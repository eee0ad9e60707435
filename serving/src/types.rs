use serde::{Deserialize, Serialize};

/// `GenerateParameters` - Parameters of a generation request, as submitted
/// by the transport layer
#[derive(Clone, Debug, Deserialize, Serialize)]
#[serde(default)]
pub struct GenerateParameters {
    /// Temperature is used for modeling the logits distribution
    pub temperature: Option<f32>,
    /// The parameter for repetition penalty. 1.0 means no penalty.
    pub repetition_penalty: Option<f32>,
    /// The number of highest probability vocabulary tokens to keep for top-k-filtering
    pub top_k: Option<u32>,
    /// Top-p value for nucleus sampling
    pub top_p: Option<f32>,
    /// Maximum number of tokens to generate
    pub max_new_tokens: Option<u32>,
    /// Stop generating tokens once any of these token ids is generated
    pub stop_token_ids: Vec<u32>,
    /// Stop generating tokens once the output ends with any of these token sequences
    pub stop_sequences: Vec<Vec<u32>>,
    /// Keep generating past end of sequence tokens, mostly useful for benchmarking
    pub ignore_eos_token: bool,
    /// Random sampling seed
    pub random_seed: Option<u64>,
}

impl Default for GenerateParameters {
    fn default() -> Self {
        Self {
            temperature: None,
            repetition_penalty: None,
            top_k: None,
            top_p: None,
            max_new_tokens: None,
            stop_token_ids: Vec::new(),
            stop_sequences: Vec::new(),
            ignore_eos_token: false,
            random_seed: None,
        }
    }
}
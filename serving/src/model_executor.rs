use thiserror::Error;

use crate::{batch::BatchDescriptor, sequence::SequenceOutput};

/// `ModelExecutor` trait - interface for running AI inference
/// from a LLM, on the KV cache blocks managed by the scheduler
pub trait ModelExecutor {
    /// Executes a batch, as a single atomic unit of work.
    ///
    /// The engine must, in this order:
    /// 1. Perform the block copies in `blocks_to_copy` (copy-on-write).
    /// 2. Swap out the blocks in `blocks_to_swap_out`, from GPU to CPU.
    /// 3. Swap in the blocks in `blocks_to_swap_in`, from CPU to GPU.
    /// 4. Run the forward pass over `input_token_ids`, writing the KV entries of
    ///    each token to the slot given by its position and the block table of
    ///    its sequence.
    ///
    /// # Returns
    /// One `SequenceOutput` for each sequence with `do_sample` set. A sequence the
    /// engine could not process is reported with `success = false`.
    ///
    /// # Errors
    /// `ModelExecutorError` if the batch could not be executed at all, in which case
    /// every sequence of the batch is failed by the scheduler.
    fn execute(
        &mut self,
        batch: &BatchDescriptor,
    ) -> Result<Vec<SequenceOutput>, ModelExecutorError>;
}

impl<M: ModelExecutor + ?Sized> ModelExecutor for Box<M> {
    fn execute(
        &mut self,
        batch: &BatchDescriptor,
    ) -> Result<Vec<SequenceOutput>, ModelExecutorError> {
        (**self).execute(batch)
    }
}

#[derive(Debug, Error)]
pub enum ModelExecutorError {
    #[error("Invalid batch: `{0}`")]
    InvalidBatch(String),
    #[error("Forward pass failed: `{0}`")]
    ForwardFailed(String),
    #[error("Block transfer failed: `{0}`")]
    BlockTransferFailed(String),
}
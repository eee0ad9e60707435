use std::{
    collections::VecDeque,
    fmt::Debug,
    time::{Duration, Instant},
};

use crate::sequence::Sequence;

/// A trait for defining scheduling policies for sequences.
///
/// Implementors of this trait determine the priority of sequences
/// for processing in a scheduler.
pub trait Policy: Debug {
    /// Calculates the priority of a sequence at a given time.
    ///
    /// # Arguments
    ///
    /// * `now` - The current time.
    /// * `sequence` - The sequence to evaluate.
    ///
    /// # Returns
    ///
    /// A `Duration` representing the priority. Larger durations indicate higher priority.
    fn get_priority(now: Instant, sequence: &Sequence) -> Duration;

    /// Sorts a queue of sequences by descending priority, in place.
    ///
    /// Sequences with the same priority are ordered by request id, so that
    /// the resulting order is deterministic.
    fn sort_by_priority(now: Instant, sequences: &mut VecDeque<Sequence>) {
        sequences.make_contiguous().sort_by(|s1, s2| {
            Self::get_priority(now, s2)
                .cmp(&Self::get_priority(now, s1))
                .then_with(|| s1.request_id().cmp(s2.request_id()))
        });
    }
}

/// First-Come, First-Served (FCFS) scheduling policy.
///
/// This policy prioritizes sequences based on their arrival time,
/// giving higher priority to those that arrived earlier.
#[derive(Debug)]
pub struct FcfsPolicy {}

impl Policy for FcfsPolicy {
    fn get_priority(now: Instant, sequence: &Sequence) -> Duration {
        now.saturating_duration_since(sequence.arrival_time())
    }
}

------------------------------------

* [WHAT YOU WILL DO]:
Each line of the data that includes "filename" should be copied.

* [ANSWER SPACE]:
filename serving/src/types.rs
filename serving/src/model_executor.rs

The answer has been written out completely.